----- Exercise input -----

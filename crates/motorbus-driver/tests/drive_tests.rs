//! 驱动测试序列（Mock 总线）

use motorbus_can::{MockCanAdapter, Transport};
use motorbus_driver::{BusConfig, MotorBus, drive};
use motorbus_protocol::{MotorFrame, bytes_to_i32_be};
use std::time::Duration;

fn connected_bus() -> (MotorBus, MockCanAdapter) {
    let mock = MockCanAdapter::new();
    let bus = MotorBus::new(BusConfig::default());
    bus.attach(Transport::mock(mock.clone()).unwrap());
    (bus, mock)
}

fn is_speed(frame: &MotorFrame) -> bool {
    frame.data[1] == 0x00
}

fn wire_speed(frame: &MotorFrame) -> i32 {
    bytes_to_i32_be([frame.data[4], frame.data[5], frame.data[6], frame.data[7]])
}

#[test]
fn motor_test_sequence_ends_with_zero_speeds() {
    let (bus, mock) = connected_bus();
    assert!(drive::enable_both(bus.driver(), |_| true).unwrap());

    let mut waited = Duration::ZERO;
    let completed = drive::run_sequence(bus.driver(), drive::MOTOR_TEST, |d| {
        waited += d;
        true
    })
    .unwrap();

    assert_eq!(completed, drive::MOTOR_TEST.len());
    // 两个使能 + 每步两帧 + 结尾归零两帧
    let sent = mock.sent_frames();
    assert_eq!(sent.len(), 2 + drive::MOTOR_TEST.len() * 2 + 2);
    assert_eq!(sent[0].data[1], 0x0D);
    assert_eq!(sent[1].data[1], 0x0D);
    let tail = &sent[sent.len() - 2..];
    assert!(tail.iter().all(|f| wire_speed(f) == 0));
    assert_eq!(
        waited,
        Duration::from_secs(13) + drive::SIDE_GAP * drive::MOTOR_TEST.len() as u32
    );
}

#[test]
fn enable_waits_between_channels() {
    let (bus, mock) = connected_bus();
    let mut waits = Vec::new();
    assert!(
        drive::enable_both(bus.driver(), |d| {
            waits.push(d);
            true
        })
        .unwrap()
    );

    assert_eq!(waits, vec![Duration::ZERO, drive::ENABLE_GAP, drive::ENABLE_GAP]);
    let channels: Vec<u8> = mock.sent_frames().iter().map(|f| f.data[3]).collect();
    assert_eq!(channels, vec![1, 2]);
}

#[test]
fn aborted_sequence_still_stops_motors() {
    let (bus, mock) = connected_bus();
    let mut calls = 0;
    let completed = drive::run_sequence(bus.driver(), drive::MOTOR_TEST, |_| {
        calls += 1;
        calls < 4
    })
    .unwrap();

    assert_eq!(completed, 1);
    let sent = mock.sent_frames();
    // 第一步两帧 + 第二步左侧一帧 + 归零两帧
    assert_eq!(sent.len(), 5);
    assert!(sent[3..].iter().all(|f| wire_speed(f) == 0));
}

#[test]
fn pre_aborted_run_sends_no_motion() {
    let (bus, mock) = connected_bus();

    assert!(!drive::enable_both(bus.driver(), |_| false).unwrap());
    assert!(mock.sent_frames().is_empty());

    let completed = drive::run_sequence(bus.driver(), drive::MOTOR_TEST, |_| false).unwrap();
    assert_eq!(completed, 0);

    let sent = mock.sent_frames();
    assert_eq!(sent.len(), 2);
    assert!(sent.iter().all(is_speed));
    assert!(sent.iter().all(|f| wire_speed(f) == 0));
}

#[test]
fn abort_during_enable_stops_before_second_channel() {
    let (bus, mock) = connected_bus();
    let mut calls = 0;
    let completed = drive::enable_both(bus.driver(), |_| {
        calls += 1;
        calls < 2
    })
    .unwrap();

    assert!(!completed);
    let sent = mock.sent_frames();
    assert_eq!(sent.len(), 1);
    assert_eq!(sent[0].data[1], 0x0D);
    assert_eq!(sent[0].data[3], 1);
}

#[test]
fn abort_after_enable_gap_reports_abort() {
    let (bus, mock) = connected_bus();
    let mut calls = 0;
    let completed = drive::enable_both(bus.driver(), |_| {
        calls += 1;
        calls < 3
    })
    .unwrap();

    assert!(!completed);
    assert_eq!(mock.sent_frames().len(), 2);
    assert!(!mock.sent_frames().iter().any(is_speed));
}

-----

Your answer should be the full set of records above, restated exactly.

Task result ::
filename crates/motorbus-driver/tests/drive_tests.rs
//! 驱动测试序列（Mock 总线）

use motorbus_can::{MockCanAdapter, Transport};
use motorbus_driver::{BusConfig, MotorBus, drive};
use motorbus_protocol::{MotorFrame, bytes_to_i32_be};
use std::time::Duration;

fn connected_bus() -> (MotorBus, MockCanAdapter) {
    let mock = MockCanAdapter::new();
    let bus = MotorBus::new(BusConfig::default());
    bus.attach(Transport::mock(mock.clone()).unwrap());
    (bus, mock)
}

fn is_speed(frame: &MotorFrame) -> bool {
    frame.data[1] == 0x00
}

fn wire_speed(frame: &MotorFrame) -> i32 {
    bytes_to_i32_be([frame.data[4], frame.data[5], frame.data[6], frame.data[7]])
}

#[test]
fn motor_test_sequence_ends_with_zero_speeds() {
    let (bus, mock) = connected_bus();
    assert!(drive::enable_both(bus.driver(), |_| true).unwrap());

    let mut waited = Duration::ZERO;
    let completed = drive::run_sequence(bus.driver(), drive::MOTOR_TEST, |d| {
        waited += d;
        true
    })
    .unwrap();

    assert_eq!(completed, drive::MOTOR_TEST.len());
    // 两个使能 + 每步两帧 + 结尾归零两帧
    let sent = mock.sent_frames();
    assert_eq!(sent.len(), 2 + drive::MOTOR_TEST.len() * 2 + 2);
    assert_eq!(sent[0].data[1], 0x0D);
    assert_eq!(sent[1].data[1], 0x0D);
    let tail = &sent[sent.len() - 2..];
    assert!(tail.iter().all(|f| wire_speed(f) == 0));
    assert_eq!(
        waited,
        Duration::from_secs(13) + drive::SIDE_GAP * drive::MOTOR_TEST.len() as u32
    );
}

#[test]
fn enable_waits_between_channels() {
    let (bus, mock) = connected_bus();
    let mut waits = Vec::new();
    assert!(
        drive::enable_both(bus.driver(), |d| {
            waits.push(d);
            true
        })
        .unwrap()
    );

    assert_eq!(waits, vec![Duration::ZERO, drive::ENABLE_GAP, drive::ENABLE_GAP]);
    let channels: Vec<u8> = mock.sent_frames().iter().map(|f| f.data[3]).collect();
    assert_eq!(channels, vec![1, 2]);
}

#[test]
fn aborted_sequence_still_stops_motors() {
    let (bus, mock) = connected_bus();
    let mut calls = 0;
    let completed = drive::run_sequence(bus.driver(), drive::MOTOR_TEST, |_| {
        calls += 1;
        calls < 4
    })
    .unwrap();

    assert_eq!(completed, 1);
    let sent = mock.sent_frames();
    // 第一步两帧 + 第二步左侧一帧 + 归零两帧
    assert_eq!(sent.len(), 5);
    assert!(sent[3..].iter().all(|f| wire_speed(f) == 0));
}

#[test]
fn pre_aborted_run_sends_no_motion() {
    let (bus, mock) = connected_bus();

    assert!(!drive::enable_both(bus.driver(), |_| false).unwrap());
    assert!(mock.sent_frames().is_empty());

    let completed = drive::run_sequence(bus.driver(), drive::MOTOR_TEST, |_| false).unwrap();
    assert_eq!(completed, 0);

    let sent = mock.sent_frames();
    assert_eq!(sent.len(), 2);
    assert!(sent.iter().all(is_speed));
    assert!(sent.iter().all(|f| wire_speed(f) == 0));
}

#[test]
fn abort_during_enable_stops_before_second_channel() {
    let (bus, mock) = connected_bus();
    let mut calls = 0;
    let completed = drive::enable_both(bus.driver(), |_| {
        calls += 1;
        calls < 2
    })
    .unwrap();

    assert!(!completed);
    let sent = mock.sent_frames();
    assert_eq!(sent.len(), 1);
    assert_eq!(sent[0].data[1], 0x0D);
    assert_eq!(sent[0].data[3], 1);
}

#[test]
fn abort_after_enable_gap_reports_abort() {
    let (bus, mock) = connected_bus();
    let mut calls = 0;
    let completed = drive::enable_both(bus.driver(), |_| {
        calls += 1;
        calls < 3
    })
    .unwrap();

    assert!(!completed);
    assert_eq!(mock.sent_frames().len(), 2);
    assert!(!mock.sent_frames().iter().any(is_speed));
}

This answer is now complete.